China's imperial history is one of the
cyclical rise and fall of dynasties interspersed with
periods of warring states and, in the last century, of
revolution, reform and modernization.
The legendary Xia was
possibly China's first
dynasty, though its existence has
yet to be confirmed by concrete historical documentation.
The Shang and Zhou dynasties succeeded the Xia. Together
these 3 dynasties make up the 'Three Dynasties' era
The Shang dynasty (1700
- 1200 BC)
China's first verifiable dynasty. Shang
events were first documented during the Han dynasty and
have been verified by subsequent findings. Bronze
technology and written language developed. The belief in
ancestor worship dates from this period.
The Zhou dynasty (1200
- 256 BC)
Introduced one of the most enduring
imperial period concepts: the 'Mandate of Heaven' - that heaven grants authority to strong and
wise rulers and repeals the mandate from rulers who fail.
The loss of the mandate is believed to be heralded by
natural disasters such as floods, earthquakes, famine or
The waning years of the Zhou dynasty -
from 600BC - and those following its collapse in 256BC,
are known as the 'Spring and Autumn' period, or the 'Warring States' period. Though a time of violence, it was also
one of innovation and change. The era witnessed
discoveries in iron smelting, medicine and an increase in
trade and diplomacy.
Intellectually this was a vital time.
Traditional beliefs began to give way in favor of new
ideas based on the writings of Confucius,
a scholar who codified relationships between ruler and
ruled, a central cultural ethic of China and many other
asian countries up to the present.
The Qin dynasty
The first dynasty to unify China. Qin Shi Huang is regarded as China's first emperor. He ruled ruthlessly and even destroyed ancient
practices or literature not corresponding to his ideas.

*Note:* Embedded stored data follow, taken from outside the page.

#![forbid(unsafe_code)]

//! The explicit global root.
//!
//! Paths whose first segment is capitalized (`App.user.name`) resolve
//! against a namespace instead of the object passed in. A [`Realm`] owns
//! that namespace object plus the engine configuration, and is the receiver
//! for every operation that may need either: path evaluation, watching,
//! observers and mixin application.
//!
//! Realms are cheap to clone; clones share the same globals object.

use crate::accessors::get;
use crate::config::MetalConfig;
use crate::error::{MetalError, Result};
use crate::object::{Object, WeakObject};
use crate::value::Value;

#[derive(Debug, Clone)]
pub struct Realm {
    globals: Object,
    config: MetalConfig,
}

impl Realm {
    /// A realm with an empty namespace and default configuration.
    #[must_use]
    pub fn new() -> Self {
        Self::with_globals(Object::new())
    }

    #[must_use]
    pub fn with_globals(globals: Object) -> Self {
        Self {
            globals,
            config: MetalConfig::default(),
        }
    }

    #[must_use]
    pub fn with_config(mut self, config: MetalConfig) -> Self {
        self.config = config;
        self
    }

    #[must_use]
    pub fn globals(&self) -> &Object {
        &self.globals
    }

    #[must_use]
    pub fn config(&self) -> &MetalConfig {
        &self.config
    }

    /// Read a top-level namespace entry.
    pub fn get_global(&self, key: &str) -> Value {
        get(&self.globals, key)
    }

    /// Fail with an assertion error when `cond` is false and assertions are
    /// enabled.
    pub(crate) fn check(&self, cond: bool, message: impl FnOnce() -> String) -> Result<()> {
        if self.config.assertions && !cond {
            return Err(MetalError::assertion(message()));
        }
        Ok(())
    }
}

/// A realm handle that does not keep the globals alive. Stored inside
/// listeners so an object observing a global path does not form a cycle
/// with the namespace that holds it.
#[derive(Debug, Clone)]
pub(crate) struct WeakRealm {
    globals: WeakObject,
    config: MetalConfig,
}

impl WeakRealm {
    /// The realm this handle came from, or a fresh one with the same configuration when
    /// its globals are gone.
    pub(crate) fn upgrade(&self) -> Realm {
        match self.globals.upgrade() {
            Some(globals) => Realm {
                globals,
                config: self.config,
            },
            None => Realm::new().with_config(self.config),
        }
    }
}

impl Realm {
    pub(crate) fn downgrade(&self) -> WeakRealm {
        WeakRealm {
            globals: self.globals.downgrade(),
            config: self.config,
        }
    }
}

impl Default for Realm {
    fn default() -> Self {
        Self::new()
    }
}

Although the Qin dynasty lasted only 15
years, its impact on Chinese culture was great. The feudal system was introduced which became a central feature
of imperial China. Weights and measures, currency and the
written language were all standardized, setting the stage
for lasting economic cohesion.
Huge infrastructure projects were
completed, including a road system and an early version
of the Great Wall. One of the most impressive artefacts from the
Qin period is the Terracotta
Army guarding Qin Shi Huang's tomb
China's first great imperial dynasty.
Its founder, Liu Bang, later called Han GaoZu,
introduced Confucianism as a political ideology and the
central governing principle of Han rule. This ideology,
which stressed a harmonious relationship between ruler
and subject, remained dominant in the following
Under Han rule, China expanded
territorially, economically, intellectually and
culturally. The Silk
Road was opened to allow trade in
tea, spices and silk with India, west asia and Rome. The
southern provinces were subdued and brought under Han
control and Buddhism, which became one of the dominant religions in
China, was introduced from India.
The Han dynasty had such an impact on
the national character that to this day the majority of
Chinese still call themselves "Han Chinese".
Following the collapse of the Han
dynasty in 220, China entered a period of disunity.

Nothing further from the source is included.